Let $f:\mathbb{R}\to \mathbb{R}$ be a function. Suppose $\lim_{x \to 0} \frac{f(x)}{x} = 0$. Calculate $\lim_{x \to 0} f(x)$.
According to the answer key, $\lim_{x \to 0} f(x) = 0$. I see $f(x)=x^2$ satisfies both limits, but is there a way "construct" an argument to prove this? I mean, how do I arrive at the answer?
On
$\lim_{x\to 0}\frac {f(x)}x = 0$
For any $\epsilon > 0$ then there exists a $\delta>0$ so that if $|x| < \delta$ then $|\frac{f(x)}x| < \epsilon$. But if $D = \min (\delta, 1)$ then if $|x| < D$ then $|f(x)|=|\frac {f(x)}1|< |\frac {f(x)}x| < \epsilon$.

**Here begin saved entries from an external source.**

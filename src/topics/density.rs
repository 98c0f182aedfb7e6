//! Density-based topic grouping (HDBSCAN).
//!
//! Builds the minimum spanning tree of the mutual reachability graph, condenses
//! the single-linkage hierarchy so that only splits into two groups of at least
//! `min_cluster_size` points count, and selects clusters by excess of mass.
//! The root is never selected, so a single dense blob comes back as noise
//! rather than one all-encompassing topic.

use std::collections::VecDeque;

use tracing::{debug, instrument};

use crate::analysis::linalg::euclidean;

/// Label for points that belong to no topic.
pub const OUTLIER_TOPIC: i32 = -1;

/// Smallest topic the grouping will report.
pub const DEFAULT_MIN_TOPIC_SIZE: usize = 2;

const MIN_DISTANCE: f64 = 1e-10;

#[derive(Debug, Clone, Copy)]
struct Merge {
    left: usize,
    right: usize,
    distance: f64,
    size: usize,
}

#[derive(Debug, Clone, Copy)]
struct CondensedEdge {
    parent: usize,
    child: usize,
    lambda: f64,
    size: usize,
}

/// Assigns a topic label to every point.
///
/// Labels are `0..m` ordered by descending topic size (ties by the smallest
/// member index), or [`OUTLIER_TOPIC`].
#[must_use]
#[instrument(skip(points), fields(points = points.len()))]
pub fn hdbscan(points: &[Vec<f64>], min_cluster_size: usize) -> Vec<i32> {
    let n = points.len();
    let min_size = min_cluster_size.max(2);
    if n < min_size {
        return vec![OUTLIER_TOPIC; n];
    }

    let core = core_distances(points, min_size - 1);
    let edges = minimum_spanning_tree(points, &core);
    let merges = single_linkage(n, edges);
    let (condensed, cluster_count) = condense(n, &merges, min_size);
    let selected = select_clusters(n, &condensed, cluster_count);
    let labels = label_points(n, &condensed, &selected);
    debug!(
        topics = labels.iter().filter(|&&l| l >= 0).max().map_or(0, |&m| m + 1),
        outliers = labels.iter().filter(|&&l| l == OUTLIER_TOPIC).count(),
        "density grouping complete"
    );
    labels
}

/// Distance from each point to its `k`-th nearest other point.
fn core_distances(points: &[Vec<f64>], k: usize) -> Vec<f64> {
    points
        .iter()
        .enumerate()
        .map(|(i, point)| {
            let mut distances: Vec<f64> = points
                .iter()
                .enumerate()
                .filter(|&(j, _)| j != i)
                .map(|(_, other)| euclidean(point, other))
                .collect();
            let index = k.clamp(1, distances.len()) - 1;
            distances.select_nth_unstable_by(index, f64::total_cmp);
            distances[index]
        })
        .collect()
}

/// Prim's algorithm over mutual reachability distances.
fn minimum_spanning_tree(points: &[Vec<f64>], core: &[f64]) -> Vec<(usize, usize, f64)> {
    let n = points.len();
    let reach = |a: usize, b: usize| euclidean(&points[a], &points[b]).max(core[a]).max(core[b]);

    let mut in_tree = vec![false; n];
    let mut best = vec![f64::INFINITY; n];
    let mut from = vec![0usize; n];
    let mut edges = Vec::with_capacity(n - 1);
    let mut current = 0;

    for _ in 1..n {
        in_tree[current] = true;
        let mut next = None;
        for j in 0..n {
            if in_tree[j] {
                continue;
            }
            let distance = reach(current, j);
            if distance < best[j] {
                best[j] = distance;
                from[j] = current;
            }
            if next.is_none_or(|k: usize| best[j] < best[k]) {
                next = Some(j);
            }
        }
        let Some(j) = next else { break };
        edges.push((from[j], j, best[j]));
        current = j;
    }
    edges
}

struct UnionFind {
    parent: Vec<usize>,
    node: Vec<usize>,
    size: Vec<usize>,
}

impl UnionFind {
    fn new(n: usize) -> Self {
        Self {
            parent: (0..n).collect(),
            node: (0..n).collect(),
            size: vec![1; n],
        }
    }

    fn find(&mut self, mut x: usize) -> usize {
        while self.parent[x] != x {
            self.parent[x] = self.parent[self.parent[x]];
            x = self.parent[x];
        }
        x
    }
}

/// Dendrogram in merge order; merge `t` creates node `n + t`.
fn single_linkage(n: usize, mut edges: Vec<(usize, usize, f64)>) -> Vec<Merge> {
    edges.sort_by(|a, b| a.2.total_cmp(&b.2).then_with(|| (a.0, a.1).cmp(&(b.0, b.1))));
    let mut sets = UnionFind::new(n);
    let mut merges = Vec::with_capacity(edges.len());

    for (a, b, distance) in edges {
        let (ra, rb) = (sets.find(a), sets.find(b));
        if ra == rb {
            continue;
        }
        let size = sets.size[ra] + sets.size[rb];
        merges.push(Merge {
            left: sets.node[ra],
            right: sets.node[rb],
            distance,
            size,
        });
        sets.parent[rb] = ra;
        sets.size[ra] = size;
        sets.node[ra] = n + merges.len() - 1;
    }
    merges
}

fn node_size(n: usize, merges: &[Merge], node: usize) -> usize {
    if node < n { 1 } else { merges[node - n].size }
}

fn leaves(n: usize, merges: &[Merge], node: usize) -> Vec<usize> {
    let mut out = Vec::new();
    let mut stack = vec![node];
    while let Some(current) = stack.pop() {
        if current < n {
            out.push(current);
        } else {
            let merge = merges[current - n];
            stack.push(merge.left);
            stack.push(merge.right);
        }
    }
    out
}

/// Condensed tree. Cluster labels start at `n` (the root); returns the edges
/// and the number of cluster labels used.
fn condense(n: usize, merges: &[Merge], min_size: usize) -> (Vec<CondensedEdge>, usize) {
    let mut edges = Vec::new();
    let Some(root) = (n + merges.len()).checked_sub(1).filter(|&r| r >= n) else {
        return (edges, 1);
    };

    let mut next_label = n + 1;
    let mut queue = VecDeque::from([(root, n)]);
    while let Some((node, label)) = queue.pop_front() {
        let merge = merges[node - n];
        let lambda = 1.0 / merge.distance.max(MIN_DISTANCE);
        let left_size = node_size(n, merges, merge.left);
        let right_size = node_size(n, merges, merge.right);

        match (left_size >= min_size, right_size >= min_size) {
            (true, true) => {
                for (child, size) in [(merge.left, left_size), (merge.right, right_size)] {
                    edges.push(CondensedEdge {
                        parent: label,
                        child: next_label,
                        lambda,
                        size,
                    });
                    queue.push_back((child, next_label));
                    next_label += 1;
                }
            }
            (left_big, right_big) => {
                for (child, big) in [(merge.left, left_big), (merge.right, right_big)] {
                    if big {
                        queue.push_back((child, label));
                    } else {
                        edges.extend(leaves(n, merges, child).into_iter().map(|point| CondensedEdge {
                            parent: label,
                            child: point,
                            lambda,
                            size: 1,
                        }));
                    }
                }
            }
        }
    }
    (edges, next_label - n)
}

/// Excess-of-mass selection; returns a flag per cluster label offset.
fn select_clusters(n: usize, condensed: &[CondensedEdge], cluster_count: usize) -> Vec<bool> {
    let mut birth = vec![0.0; cluster_count];
    let mut children: Vec<Vec<usize>> = vec![Vec::new(); cluster_count];
    for edge in condensed.iter().filter(|e| e.child >= n) {
        birth[edge.child - n] = edge.lambda;
        children[edge.parent - n].push(edge.child - n);
    }

    let mut stability = vec![0.0; cluster_count];
    for edge in condensed {
        let parent = edge.parent - n;
        #[allow(clippy::cast_precision_loss)]
        let mass = edge.size as f64;
        stability[parent] += (edge.lambda - birth[parent]) * mass;
    }

    let mut selected = vec![true; cluster_count];
    selected[0] = false;
    for cluster in (1..cluster_count).rev() {
        let child_stability: f64 = children[cluster].iter().map(|&c| stability[c]).sum();
        if !children[cluster].is_empty() && child_stability > stability[cluster] {
            selected[cluster] = false;
            stability[cluster] = child_stability;
        } else {
            let mut stack = children[cluster].clone();
            while let Some(descendant) = stack.pop() {
                selected[descendant] = false;
                stack.extend(children[descendant].iter().copied());
            }
        }
    }
    selected
}

fn label_points(n: usize, condensed: &[CondensedEdge], selected: &[bool]) -> Vec<i32> {
    let mut parent_of = vec![0usize; selected.len()];
    for edge in condensed.iter().filter(|e| e.child >= n) {
        parent_of[edge.child - n] = edge.parent - n;
    }

    let mut membership: Vec<Option<usize>> = vec![None; n];
    for edge in condensed.iter().filter(|e| e.child < n) {
        let mut cluster = edge.parent - n;
        while cluster != 0 && !selected[cluster] {
            cluster = parent_of[cluster];
        }
        if cluster != 0 {
            membership[edge.child] = Some(cluster);
        }
    }

    // (size, smallest member) per selected cluster
    let mut groups: Vec<(usize, usize, usize)> = Vec::new();
    for (point, cluster) in membership.iter().enumerate() {
        let Some(cluster) = *cluster else { continue };
        match groups.iter_mut().find(|g| g.0 == cluster) {
            Some(group) => group.1 += 1,
            None => groups.push((cluster, 1, point)),
        }
    }
    groups.sort_by(|a, b| b.1.cmp(&a.1).then_with(|| a.2.cmp(&b.2)));

    membership
        .iter()
        .map(|cluster| {
            cluster
                .and_then(|c| groups.iter().position(|g| g.0 == c))
                .and_then(|rank| i32::try_from(rank).ok())
                .unwrap_or(OUTLIER_TOPIC)
        })
        .collect()
}

#[cfg(test)]
mod tests {
    use super::*;

    fn blob(cx: f64, cy: f64, count: usize) -> Vec<Vec<f64>> {
        (0..count)
            .map(|i| {
                #[allow(clippy::cast_precision_loss)]
                let offset = i as f64 * 0.01;
                vec![cx + offset, cy - offset]
            })
            .collect()
    }

    #[test]
    fn test_two_blobs_become_two_topics() {
        let mut points = blob(0.0, 0.0, 4);
        points.extend(blob(5.0, 5.0, 3));
        let labels = hdbscan(&points, 2);

        assert_eq!(labels.len(), 7);
        assert!(labels.iter().all(|&l| l >= 0));
        assert_eq!(labels[0], labels[3]);
        assert_eq!(labels[4], labels[6]);
        assert_ne!(labels[0], labels[4]);
        // Larger topic first.
        assert_eq!(labels[0], 0);
        assert_eq!(labels[4], 1);
    }

    #[test]
    fn test_isolated_point_is_noise() {
        let mut points = blob(0.0, 0.0, 3);
        points.extend(blob(5.0, 5.0, 3));
        points.push(vec![50.0, -50.0]);
        let labels = hdbscan(&points, 2);

        assert_eq!(labels[6], OUTLIER_TOPIC);
        assert!(labels[..6].iter().all(|&l| l >= 0));
    }

    #[test]
    fn test_too_few_points_are_all_noise() {
        assert_eq!(hdbscan(&[vec![0.0, 0.0]], 2), vec![OUTLIER_TOPIC]);
        assert!(hdbscan(&[], 2).is_empty());
    }

    #[test]
    fn test_single_linkage_builds_full_dendrogram() {
        let edges = vec![(0, 1, 1.0), (1, 2, 3.0), (2, 3, 2.0)];
        let merges = single_linkage(4, edges);
        assert_eq!(merges.len(), 3);
        assert_eq!(merges[2].size, 4);
        assert!((merges[2].distance - 3.0).abs() < f64::EPSILON);
    }
}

So $\lim_{x\to 0}f(x) = 0$.
Note: If $\lim_{x\to 0} f(x) =k\ne 0$ or if $\lim_{x\to 0} f(x) = \pm \infty$ then $\lim_{x\to 0} \frac {f(x)}{x} = \frac{\lim_{x\to 0} f(x)}{\lim_{x\to 0} x} $ is not defined and can not be $0$. But this allows the possibility the $\lim f(x) $ simply does not exist.
$\lim_{x \to 0} f(x)=\lim_{x \to 0} \frac {f(x)} x x =\lim_{x \to 0}\frac {f(x)} x \lim_{x \to 0}x=(0)(0)=0$.